**The problem**
The answer must be a single number: how many lines in the records below contain the word "adjusted".

╔══

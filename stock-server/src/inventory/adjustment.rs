//! Admin stock adjustments and reconciliation
//!
//! Adjustments bypass sale availability checks but share the sale path's
//! transaction shape: first write, materialize, mutate, recompute, ledger.

use shared::models::{AdjustStockResponse, MAX_STOCK_QUANTITY, MovementReason, StockAdjustment};
use sqlx::SqlitePool;

use crate::db::repository::movement::{self, NewMovement};
use crate::db::repository::{product, variant};

use super::aggregator::{self, Aggregation};
use super::error::{StockError, StockResult};
use super::layout::FallbackPolicy;
use super::store;

/// Apply a `set`/`delta` adjustment to one variant, or to the aggregate of a
/// product without color/size structure.
///
/// Negative results are floored at 0; results above [`MAX_STOCK_QUANTITY`]
/// are rejected. `reference` lands in the ledger (usually the operator's
/// username).
pub async fn adjust(
    pool: &SqlitePool,
    policy: FallbackPolicy,
    product_id: i64,
    color: &str,
    size: &str,
    adjustment: StockAdjustment,
    reference: Option<&str>,
) -> StockResult<AdjustStockResponse> {
    if !adjustment.is_within_bounds() {
        return Err(StockError::invalid(format!(
            "adjustment must stay within 0..={MAX_STOCK_QUANTITY} (got {adjustment:?})"
        )));
    }

    let now = shared::util::now_millis();
    let mut tx = pool.begin().await?;
    if !product::touch(&mut *tx, product_id, now).await? {
        return Err(StockError::NotFound(product_id));
    }

    let stock = store::load(&mut tx, product_id, policy).await?;

    if stock.layout.is_aggregate_only() {
        let current = stock.record.stock_quantity;
        let updated = bounded(adjustment.apply(current))?;
        product::set_aggregate(&mut *tx, product_id, updated, now).await?;
        aggregator::recompute(&mut tx, product_id, now).await?;
        movement::record(
            &mut *tx,
            &NewMovement {
                product_id,
                color: None,
                size: None,
                delta: updated - current,
                quantity_after: updated,
                reason: MovementReason::Adjustment,
                reference,
            },
            now,
        )
        .await?;
        tx.commit().await?;

        tracing::info!(product_id, current, updated, "Aggregate stock adjusted");
        return Ok(AdjustStockResponse {
            product_id,
            color: None,
            size: None,
            stock_quantity: updated,
            aggregate: updated,
        });
    }

    let current = stock.layout.available(color, size)?;
    store::materialize(&mut tx, &stock, now).await?;

    let updated = bounded(adjustment.apply(current))?;
    variant::upsert_quantity(&mut *tx, product_id, color, size, updated, now).await?;
    let agg = aggregator::recompute(&mut tx, product_id, now).await?;
    movement::record(
        &mut *tx,
        &NewMovement {
            product_id,
            color: Some(color),
            size: Some(size),
            delta: updated - current,
            quantity_after: updated,
            reason: MovementReason::Adjustment,
            reference,
        },
        now,
    )
    .await?;
    tx.commit().await?;

    tracing::info!(
        product_id,
        color,
        size,
        current,
        updated,
        aggregate = agg.stock_quantity,
        "Variant stock adjusted"
    );
    Ok(AdjustStockResponse {
        product_id,
        color: Some(color.to_string()),
        size: Some(size.to_string()),
        stock_quantity: updated,
        aggregate: agg.stock_quantity,
    })
}

fn bounded(quantity: i64) -> StockResult<i64> {
    if quantity > MAX_STOCK_QUANTITY {
        return Err(StockError::invalid(format!(
            "stock quantity cannot exceed {MAX_STOCK_QUANTITY} (got {quantity})"
        )));
    }
    Ok(quantity)
}

/// Rebuild a product's aggregate and snapshot from its rows.
///
/// Materializes legacy products first. Drift between the stored aggregate
/// and the rows is logged and written to the ledger, minus what
/// materialization already recorded.
pub async fn reconcile(
    pool: &SqlitePool,
    policy: FallbackPolicy,
    product_id: i64,
) -> StockResult<Aggregation> {
    let now = shared::util::now_millis();
    let mut tx = pool.begin().await?;
    if !product::touch(&mut *tx, product_id, now).await? {
        return Err(StockError::NotFound(product_id));
    }

    let stock = store::load(&mut tx, product_id, policy).await?;
    let materialized = store::materialize(&mut tx, &stock, now).await?;
    let agg = aggregator::recompute(&mut tx, product_id, now).await?;

    let unrecorded = agg.drift() - materialized.delta;
    if unrecorded != 0 {
        tracing::warn!(
            product_id,
            previous = agg.previous,
            stock_quantity = agg.stock_quantity,
            drift = unrecorded,
            "Aggregate stock drifted from variant rows"
        );
        movement::record(
            &mut *tx,
            &NewMovement {
                product_id,
                color: None,
                size: None,
                delta: unrecorded,
                quantity_after: agg.stock_quantity,
                reason: MovementReason::Reconcile,
                reference: None,
            },
            now,
        )
        .await?;
    }
    tx.commit().await?;
    Ok(agg)
}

╚══

**Exercise solution**
2